29 Agosto 2016, di Alberto Battaglia

Turismo della distruzione e del cattivo gusto: così il Messaggero dà conto di numerosi motociclisti e automobilisti che come “guardoni dell’orrore” sono a caccia di selfie fra le macerie di Amatrice, devastata dal terremoto che ha stroncato la vita di centinaia di persone.
Cosi Mario Ajello riporta il triste spettacolo:

“La polizia stradale ne blocca moltissimi di questi “tragedy watchers” e loro non fanno una piega, fanno inversione a U sulla Salaria e puntano sula tendopoli di Scai che “è a ridosso della strada statale e non richiede neppure tanta fatica per spiarla attraverso il caso o il parabrezza”.

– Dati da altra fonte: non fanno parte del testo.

//! Dependency injection module using Shaku.
//!
//! `HavenModule` wires the whole process: the MySQL pool and repositories,
//! the Redis store behind the cache service, security components and the
//! marketplace services that the REST layer resolves.

use haven_config::AppConfig;
use haven_repository::{
    DatabasePool, DatabasePoolInterface, DatabasePoolParameters, MySqlFavoriteRepository,
    MySqlPropertyRepository, MySqlUserRepository,
};
use haven_security::{
    PasswordHasher, PasswordHasherParameters, TokenProvider, TokenProviderInterface,
    TokenProviderParameters,
};
use haven_service::{
    AuthServiceComponent, CacheAdminServiceComponent, CacheServiceImpl, CacheServiceImplParameters,
    CacheTtls, FavoriteServiceComponent, PropertyServiceComponent, RedisStore,
    UserServiceComponent, VolatileStore,
};
use shaku::{module, HasComponent};
use std::sync::Arc;

module! {
    pub HavenModule {
        components = [
            DatabasePool,
            MySqlUserRepository,
            MySqlPropertyRepository,
            MySqlFavoriteRepository,
            RedisStore,
            CacheServiceImpl,
            PasswordHasher,
            TokenProvider,
            UserServiceComponent,
            AuthServiceComponent,
            PropertyServiceComponent,
            FavoriteServiceComponent,
            CacheAdminServiceComponent,
        ],
        providers = [],
    }
}

/// Builds the module around an already connected database pool.
///
/// The Redis store is created closed; call [`VolatileStore::open`] on the
/// resolved store before serving.
#[must_use]
pub fn build_module(db_pool: &DatabasePool, config: &AppConfig) -> Arc<HavenModule> {
    let security_config = Arc::new(config.security.clone());
    let password_hasher = PasswordHasher::with_cost(security_config.password_hash_cost);
    let token_provider = TokenProvider::new(Arc::clone(&security_config));

    let module = HavenModule::builder()
        .with_component_parameters::<DatabasePool>(DatabasePoolParameters {
            pool: db_pool.pool(),
        })
        .with_component_parameters::<RedisStore>(RedisStore::parameters(config.redis.clone()))
        .with_component_parameters::<CacheServiceImpl>(CacheServiceImplParameters {
            ttls: CacheTtls::default(),
        })
        .with_component_parameters::<PasswordHasher>(PasswordHasherParameters {
            argon2: password_hasher.argon2_arc(),
        })
        .with_component_parameters::<TokenProvider>(TokenProviderParameters {
            encoding_key: token_provider.encoding_key().clone(),
            decoding_key: token_provider.decoding_key().clone(),
            config: security_config,
            validation: token_provider.validation().clone(),
        })
        .build();

    Arc::new(module)
}

/// Resolves the infrastructure the process manages directly.
pub trait InfrastructureResolver {
    fn volatile_store(&self) -> Arc<dyn VolatileStore>;

    fn database_pool(&self) -> Arc<dyn DatabasePoolInterface>;

    fn token_provider(&self) -> Arc<dyn TokenProviderInterface>;
}

impl InfrastructureResolver for HavenModule {
    fn volatile_store(&self) -> Arc<dyn VolatileStore> {
        HasComponent::<dyn VolatileStore>::resolve(self)
    }

    fn database_pool(&self) -> Arc<dyn DatabasePoolInterface> {
        HasComponent::<dyn DatabasePoolInterface>::resolve(self)
    }

    fn token_provider(&self) -> Arc<dyn TokenProviderInterface> {
        HasComponent::<dyn TokenProviderInterface>::resolve(self)
    }
}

[…] C’è stato perfino un inseguimento tra angeli e diavoli di grossa cilindrata: “Abbiamo fatto scappare dei tizi arrivati da Napoli” – racconta un volontario al giornale romano – Probabilmente volevano scattare qualche selfie, sullo sfondo del campanile pericolante di Amatrice o di una brandina con una nonna che ha perduto i nipoti, per poi farlo circolare sui social network.